Although quinoa has abundant nutritional value, the following two categories of people should pay special attention to when eating:
People with poor kidney function: quinoa has high content, poor kidney function, and kidney washing should be cautious when consuming it.
Those with poor kidney function and prone to ventilation: Those with high dietary fiber content, difficult to digest, prone to indigestion and prone to ventilation should avoid eating too much.
What is the difference between quinoa and Taiwanese quinoa?The common quinoa are white, red and black. White quinoa is the most common and black quinoa is the least common. Compared with imported quinoa, Taiwan also has local quinoa called red quinoa and Taiwanese quinoa (Chenopodium formosanum Koidz.), which is not very similar to the red quinoa produced in South America. Taiwan quinoa is a traditional crop of Taiwanese indigenous people. It is one of the raw materials for indigenous millet wine. It is mainly produced in Taitung County and Pingtung County. It is known as "red stone in the grain". The Agricultural Administration issued a document that the differences between imported quinoa and Taiwanese quinoa are as follows:
In terms of nutritional ingredients, the nutritional value of Taiwanese quinoa does not increase import quinoa. The mineral content of Taiwanese quinoa, pita, and calcium is higher than that of quinoa, while the quinoa content of quinoa is higher than that of Taiwanese quinoa. According to the National Health Administration, Taiwan's quinoa has a protein content of nearly twice as much as white rice and is rich in essential amino acids that humans cannot synthesize by themselves. Its dietary fiber content is seven times that of sweet potatoes, which helps digest the kidneys and is rich in minerals.

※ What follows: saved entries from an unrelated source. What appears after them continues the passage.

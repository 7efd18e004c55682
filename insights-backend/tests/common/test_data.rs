// tests/common/test_data.rs

use serde_json::{json, Value};

pub fn activity(
    teacher_id: Value,
    teacher_name: &str,
    activity_type: &str,
    subject: &str,
    class: &str,
    created_at: &str,
) -> Value {
    json!({
        "teacher_id": teacher_id,
        "teacher_name": teacher_name,
        "activity_type": activity_type,
        "subject": subject,
        "class": class,
        "created_at": created_at,
    })
}

/// 3人の教師の記録（ID "2" は数値として登録、未知の種類 workshop を含む）
pub fn sample_activities() -> Vec<Value> {
    vec![
        activity(json!(2), "Mr. Lee", "lesson", "English", "7B", "2024-01-04T10:00:00"),
        activity(json!("T1"), "Ms. Rao", "lesson", "Math", "8A", "2024-01-03"),
        activity(json!("T3"), "Dr. Kim", "quiz", "History", "9C", "2023-12-30"),
        activity(json!("T1"), "Ms. Rao", "quiz", "Math", "8B", "2024-01-10"),
        activity(json!(2), "Mr. Lee", "workshop", "English", "7B", "2024-01-12"),
        activity(json!("T1"), "Ms. Rao", "assessment", "Science", "8A", "2024-01-11T09:00:00"),
    ]
}

/// 同じ教師による2件の記録
pub fn two_record_scenario() -> Vec<Value> {
    vec![
        activity(json!("T1"), "Ms. Rao", "lesson", "Math", "8A", "2024-01-03"),
        activity(json!("T1"), "Ms. Rao", "quiz", "Math", "8A", "2024-01-10"),
    ]
}
// tests/common/app_helper.rs

use axum::Router;
use insights_backend::{
    api::{create_app, AppState},
    config::AppConfig,
    repository::ActivityStore,
};
use serde_json::Value;
use std::path::Path;
use std::sync::Arc;

use crate::common;

/// 指定した記録を持つアプリ状態
pub fn setup_state(records: Vec<Value>) -> AppState {
    common::init_test_env();
    let store = Arc::new(ActivityStore::from_values(records));
    AppState::new(AppConfig::for_testing(), store)
}

/// 指定した記録を持つアプリのセットアップ
pub fn setup_app(records: Vec<Value>) -> Router {
    create_app(setup_state(records))
}

/// データファイルから読み込むアプリのセットアップ
pub fn setup_app_from_file(path: &Path) -> Router {
    common::init_test_env();
    let mut config = AppConfig::for_testing();
    config.data_path = path.to_path_buf();
    let store = Arc::new(ActivityStore::load(&config.data_path));
    create_app(AppState::new(config, store))
}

Is it suitable for eating quinoa to lose weight?Although quinoa has similar heat to white food, the glycemic index (GI value) of white food is relatively high. After eating, it is easy to increase blood sugar quickly, and the sugar decomposed by insulin will be converted into fat. The dietary fiber content of quinoa has a low glycemic index, which helps control blood sugar and weight.
How to cook quinoa? Quinoa and Taiwan quinoa easy to eat quinoa salad, suitable for vegetarians and custardants. (Picture source: shutterstock)Ingredients: 1 cup quinoa malt, 2 cups water, cucumber, red bell pepper and yellow bell pepper, cut into diced diced, 1/2 cup saint tomatoes, cut in half, 1/4 cup purple aphrodisiac, cut into fine silk, 1/4 cup fresh mint leaf, chopped, 1/4 cup fresh coriander leaf, chopped
Salad sauce: 1/4 cup olive oil, 2 toss fresh lemon juice, 1 toss sprinkled sugar or honey, 1 teaspoon salt, 1/2 teaspoon black pepper, 1/2 teaspoon minced garlic, 1/2 teaspoon basamiko vinegar.
Method:
Wash the quinoa malt and put it in the crock, add 2 cups of water and boil, turn the heat and put the crock on the crock on the crock on the crock on the crock on the crock on the crock for about 15 to 20 minutes, until the quinoa malt has become soft and absorbed most of the moisture, turn off the crock on the crock on the 5-minute strip and then loosen with a fork.

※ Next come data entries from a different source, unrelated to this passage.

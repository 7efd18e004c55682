// tests/analytics_api_tests.rs
use axum::http::StatusCode;
use serde_json::json;

mod common;

use common::app_helper::setup_app;
use common::request::{send_json, send_text};
use common::test_data::{sample_activities, two_record_scenario};

#[tokio::test]
async fn test_summary_for_two_records() {
    let app = setup_app(two_record_scenario());

    let (status, body) = send_text(&app, "/api/summary").await;

    assert_eq!(status, StatusCode::OK);
    assert_eq!(
        body,
        r#"{"total_activities":2,"total_teachers":1,"activity_breakdown":{"lesson":1,"quiz":1,"assessment":0}}"#
    );
}

#[tokio::test]
async fn test_summary_excludes_unknown_kinds_from_breakdown() {
    let app = setup_app(sample_activities());

    let (status, json) = send_json(&app, "/api/summary").await;

    assert_eq!(status, StatusCode::OK);
    assert_eq!(json["total_activities"], 6);
    assert_eq!(json["total_teachers"], 3);
    assert_eq!(
        json["activity_breakdown"],
        json!({ "lesson": 2, "quiz": 2, "assessment": 1 })
    );
}

#[tokio::test]
async fn test_weekly_trends_sorted_ascending() {
    let app = setup_app(sample_activities());

    let (status, json) = send_json(&app, "/api/weekly-trends").await;

    assert_eq!(status, StatusCode::OK);
    assert_eq!(
        json,
        json!([
            {
                "week": "2023-12-24",
                "total_activities": 1,
                "breakdown": { "lesson": 0, "quiz": 1, "assessment": 0 }
            },
            {
                "week": "2023-12-31",
                "total_activities": 2,
                "breakdown": { "lesson": 2, "quiz": 0, "assessment": 0 }
            },
            {
                "week": "2024-01-07",
                "total_activities": 3,
                "breakdown": { "lesson": 0, "quiz": 1, "assessment": 1 }
            }
        ])
    );
}

#[tokio::test]
async fn test_weekly_trends_independent_of_input_order() {
    let mut reversed = sample_activities();
    reversed.reverse();

    let (_, forward) = send_json(&setup_app(sample_activities()), "/api/weekly-trends").await;
    let (_, backward) = send_json(&setup_app(reversed), "/api/weekly-trends").await;

    assert_eq!(forward, backward);
    let weeks: Vec<&str> = forward
        .as_array()
        .unwrap()
        .iter()
        .map(|w| w["week"].as_str().unwrap())
        .collect();
    let mut sorted = weeks.clone();
    sorted.sort();
    assert_eq!(weeks, sorted);
}

#[tokio::test]
async fn test_dashboard_combines_views() {
    let app = setup_app(sample_activities());

    let (status, dashboard) = send_json(&app, "/api/dashboard").await;
    let (_, teachers) = send_json(&app, "/api/teachers").await;
    let (_, trends) = send_json(&app, "/api/weekly-trends").await;
    let (_, summary) = send_json(&app, "/api/summary").await;

    assert_eq!(status, StatusCode::OK);
    assert_eq!(dashboard["teachers"], teachers);
    assert_eq!(dashboard["weekly_trends"], trends);
    assert_eq!(dashboard["summary"], summary);
}

#[tokio::test]
async fn test_empty_dataset_serves_empty_results() {
    let app = setup_app(vec![]);

    let (status, summary) = send_json(&app, "/api/summary").await;
    assert_eq!(status, StatusCode::OK);
    assert_eq!(
        summary,
        json!({
            "total_activities": 0,
            "total_teachers": 0,
            "activity_breakdown": { "lesson": 0, "quiz": 0, "assessment": 0 }
        })
    );

    let (_, trends) = send_json(&app, "/api/weekly-trends").await;
    assert_eq!(trends, json!([]));

    let (_, dashboard) = send_json(&app, "/api/dashboard").await;
    assert_eq!(dashboard["teachers"], json!([]));
    assert_eq!(dashboard["weekly_trends"], json!([]));
}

Make salad sauce, mix olive oil, lemon juice, granulated sugar, salt, black pepper, minced garlic and basamiko vinegar, mix well.

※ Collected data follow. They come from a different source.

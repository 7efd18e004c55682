// src/domain/activity_model.rs

use crate::domain::activity_type::ActivityType;
use crate::types::{deserialize_id_from_string_or_number, ActivityTimestamp};
use serde::{Deserialize, Serialize};
use serde_json::{Map, Value};

/// 教師の操作1件分の記録
#[derive(Debug, Clone, PartialEq, Serialize, Deserialize)]
pub struct ActivityRecord {
    #[serde(deserialize_with = "deserialize_id_from_string_or_number")]
    pub teacher_id: String,
    pub teacher_name: String,
    pub activity_type: String,
    pub subject: String,
    pub class: String,
    pub created_at: ActivityTimestamp,
    /// 上記以外のフィールドはそのまま保持して返す
    #[serde(flatten)]
    pub extra: Map<String, Value>,
}

impl ActivityRecord {
    /// 既知の種類であれば ActivityType を返す
    pub fn kind(&self) -> Option<ActivityType> {
        ActivityType::from_str(&self.activity_type)
    }

    pub fn is_by_teacher(&self, teacher_id: &str) -> bool {
        self.teacher_id == teacher_id
    }
}
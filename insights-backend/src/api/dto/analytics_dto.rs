// src/api/dto/analytics_dto.rs

use crate::api::dto::teacher_dto::TeacherSummaryDto;
use crate::domain::activity_type::ActivityType;
use serde::{Deserialize, Serialize};

/// 既知の3種類ごとの件数。キーは常に lesson, quiz, assessment の3つ
#[derive(Debug, Clone, Copy, Default, PartialEq, Eq, Serialize, Deserialize)]
pub struct ActivityBreakdown {
    pub lesson: u64,
    pub quiz: u64,
    pub assessment: u64,
}

impl ActivityBreakdown {
    pub fn increment(&mut self, kind: ActivityType) {
        match kind {
            ActivityType::Lesson => self.lesson += 1,
            ActivityType::Quiz => self.quiz += 1,
            ActivityType::Assessment => self.assessment += 1,
        }
    }

    pub fn total(&self) -> u64 {
        self.lesson + self.quiz + self.assessment
    }
}

#[derive(Debug, Clone, PartialEq, Eq, Serialize, Deserialize)]
pub struct SummaryDto {
    pub total_activities: usize,
    pub total_teachers: usize,
    pub activity_breakdown: ActivityBreakdown,
}

#[derive(Debug, Clone, PartialEq, Eq, Serialize, Deserialize)]
pub struct WeeklyTrendDto {
    pub week: String,
    pub total_activities: usize,
    pub breakdown: ActivityBreakdown,
}

/// フロントエンドのダッシュボード画面が一度に取得するデータ
#[derive(Debug, Clone, PartialEq, Eq, Serialize, Deserialize)]
pub struct DashboardDto {
    pub teachers: Vec<TeacherSummaryDto>,
    pub weekly_trends: Vec<WeeklyTrendDto>,
    pub summary: SummaryDto,
}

Add the chopped vegetables and fresh herb leaves to quinoa, pour in salad sauce, mix lightly to ensure that all ingredients are mixed evenly, and refrigerate in the refrigerator for at least 30 minutes.
Taiwanese quinoa purple rice and red bean porridge (reference: Integrated platform for food and education information)
Ingredients: 1 cup of purple rice, 1 cup of red beans, 1 cup of Taiwanese quinoa, suitable water, suitable milk, and suitable brown sugar
Method: Soak purple rice and red beans in water for about 4 to 5 hours, wash Taiwanese quinoa, add it to water, and cook with red beans and purple rice until soft, and finally add appropriate amount of milk and milk to add texture.